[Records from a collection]
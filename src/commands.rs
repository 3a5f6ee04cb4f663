//! Command handlers shared by the CLI and the dashboard.
//!
//! Handlers load what they need from the [`Workspace`], apply one core
//! operation, persist the result and return something printable. Terminal
//! interaction stays in the caller.

use anyhow::{bail, Result};
use sprint_core::models::{Capture, DestinationDoc, EntrySource};
use sprint_core::{AssessmentConfig, DocumentAdapter, EntryBuffer, Error, PushReport, Workspace};

use crate::setup::{self, Prompter};

/// Create a sprint, optionally register its first destination, and make it active.
pub fn init<F>(
    workspace: &Workspace,
    name: &str,
    url: Option<&str>,
    connect: F,
    prompter: &dyn Prompter,
) -> Result<AssessmentConfig>
where
    F: FnOnce() -> sprint_core::Result<Box<dyn DocumentAdapter>>,
{
    let mut config = workspace.create_assessment(name)?;
    if let Some(url) = url {
        setup::register_destination(&mut config, url, 1, connect, prompter)?;
    }
    config.save()?;
    workspace.set_active(name)?;
    Ok(config)
}

/// Register another destination under the active sprint. Without an
/// explicit chapter the destination goes after the latest one.
pub fn add_destination<F>(
    workspace: &Workspace,
    url: &str,
    chapter: Option<u32>,
    connect: F,
    prompter: &dyn Prompter,
) -> Result<(String, DestinationDoc)>
where
    F: FnOnce() -> sprint_core::Result<Box<dyn DocumentAdapter>>,
{
    let active = workspace.require_active()?;
    let mut config = workspace.load_assessment(&active)?;
    let chapter = chapter.unwrap_or_else(|| config.next_chapter());

    let doc = setup::register_destination(&mut config, url, chapter, connect, prompter)?;
    config.save()?;
    Ok((active, doc))
}

/// Declare or replace the routing of `label` in the active sprint.
pub fn map_capture(workspace: &Workspace, label: &str, capture: Capture) -> Result<String> {
    let active = workspace.require_active()?;
    let mut config = workspace.load_assessment(&active)?;
    if config.doc(capture.destination_id()).is_none() {
        tracing::warn!(
            "Destination {} is not registered in sprint '{}'",
            capture.destination_id(),
            active
        );
    }
    config.add_capture(label, capture);
    config.save()?;
    Ok(active)
}

/// Suggested label for captured text, using the active sprint's headings
/// when it can be loaded.
pub fn suggest_label(workspace: &Workspace, content: &str, command: Option<&str>) -> String {
    let headings = workspace
        .get_active()
        .ok()
        .flatten()
        .and_then(|name| workspace.load_assessment(&name).ok())
        .map(|config| config.known_headings())
        .unwrap_or_default();
    sprint_core::suggest(content, command, &headings)
}

/// Outcome of a capture, for the confirmation line.
#[derive(Debug, Clone, PartialEq, Eq)]
pub struct Captured {
    pub label: String,
    pub lines: usize,
    pub replaced: bool,
}

/// Store `content` under `label` in the active sprint's buffer.
pub fn capture(
    workspace: &Workspace,
    content: &str,
    source: EntrySource,
    label: &str,
) -> Result<Captured> {
    if content.trim().is_empty() {
        bail!("No input. Pipe something or use --from-clipboard.");
    }
    if label.trim().is_empty() {
        bail!("Label must not be empty.");
    }

    let mut buffer = active_buffer(workspace)?;
    let replaced = buffer.contains(label);
    buffer.add(label, content, source);
    buffer.save()?;

    let entry = buffer.get(label).ok_or_else(|| not_found(label))?;
    Ok(Captured {
        label: label.to_string(),
        lines: entry.line_count(),
        replaced,
    })
}

pub fn remove(workspace: &Workspace, label: &str) -> Result<()> {
    let mut buffer = active_buffer(workspace)?;
    if !buffer.contains(label) {
        return Err(not_found(label).into());
    }
    buffer.remove(label);
    buffer.save()?;
    Ok(())
}

/// Rename an entry in place; its position in the buffer does not change.
pub fn relabel(workspace: &Workspace, old_label: &str, new_label: &str) -> Result<()> {
    if new_label.trim().is_empty() {
        bail!("Label must not be empty.");
    }
    let mut buffer = active_buffer(workspace)?;
    buffer.relabel(old_label, new_label)?;
    buffer.save()?;
    Ok(())
}

pub fn entry_content(workspace: &Workspace, label: &str) -> Result<String> {
    let buffer = active_buffer(workspace)?;
    let entry = buffer.get(label).ok_or_else(|| not_found(label))?;
    Ok(entry.content.clone())
}

pub fn update_content(workspace: &Workspace, label: &str, content: &str) -> Result<()> {
    let mut buffer = active_buffer(workspace)?;
    buffer.set_content(label, content)?;
    buffer.save()?;
    Ok(())
}

/// The active sprint name and its buffer.
pub fn list(workspace: &Workspace) -> Result<(String, EntryBuffer)> {
    let active = workspace.require_active()?;
    let buffer = workspace.load_buffer(&active)?;
    Ok((active, buffer))
}

/// Push every entry of the active sprint. The buffer is cleared only when
/// every entry was delivered; otherwise it is left as is for a retry.
pub fn push(workspace: &Workspace, adapter: &dyn DocumentAdapter) -> Result<PushReport> {
    let active = workspace.require_active()?;
    let config = workspace.load_assessment(&active)?;
    let mut buffer = workspace.load_buffer(&active)?;

    let report = sprint_core::push_all(&buffer, &config, adapter);
    if report.all_ok() && !buffer.is_empty() {
        buffer.clear();
        buffer.save()?;
        tracing::info!("Cleared buffer of sprint '{}'", active);
    }
    Ok(report)
}

fn active_buffer(workspace: &Workspace) -> Result<EntryBuffer> {
    let active = workspace.require_active()?;
    Ok(workspace.load_buffer(&active)?)
}

fn not_found(label: &str) -> Error {
    Error::NotFound(format!("Label '{}' not found in buffer.", label))
}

## [Work order]
The line containing "and its buffer." and every line after it, up to and including the last line of the records, should be reproduced exactly, with nothing else.

## [Solution to the problem]
/// The active sprint name and its buffer.
pub fn list(workspace: &Workspace) -> Result<(String, EntryBuffer)> {
    let active = workspace.require_active()?;
    let buffer = workspace.load_buffer(&active)?;
    Ok((active, buffer))
}

/// Push every entry of the active sprint. The buffer is cleared only when
/// every entry was delivered; otherwise it is left as is for a retry.
pub fn push(workspace: &Workspace, adapter: &dyn DocumentAdapter) -> Result<PushReport> {
    let active = workspace.require_active()?;
    let config = workspace.load_assessment(&active)?;
    let mut buffer = workspace.load_buffer(&active)?;

    let report = sprint_core::push_all(&buffer, &config, adapter);
    if report.all_ok() && !buffer.is_empty() {
        buffer.clear();
        buffer.save()?;
        tracing::info!("Cleared buffer of sprint '{}'", active);
    }
    Ok(report)
}

fn active_buffer(workspace: &Workspace) -> Result<EntryBuffer> {
    let active = workspace.require_active()?;
    Ok(workspace.load_buffer(&active)?)
}

fn not_found(label: &str) -> Error {
    Error::NotFound(format!("Label '{}' not found in buffer.", label))
}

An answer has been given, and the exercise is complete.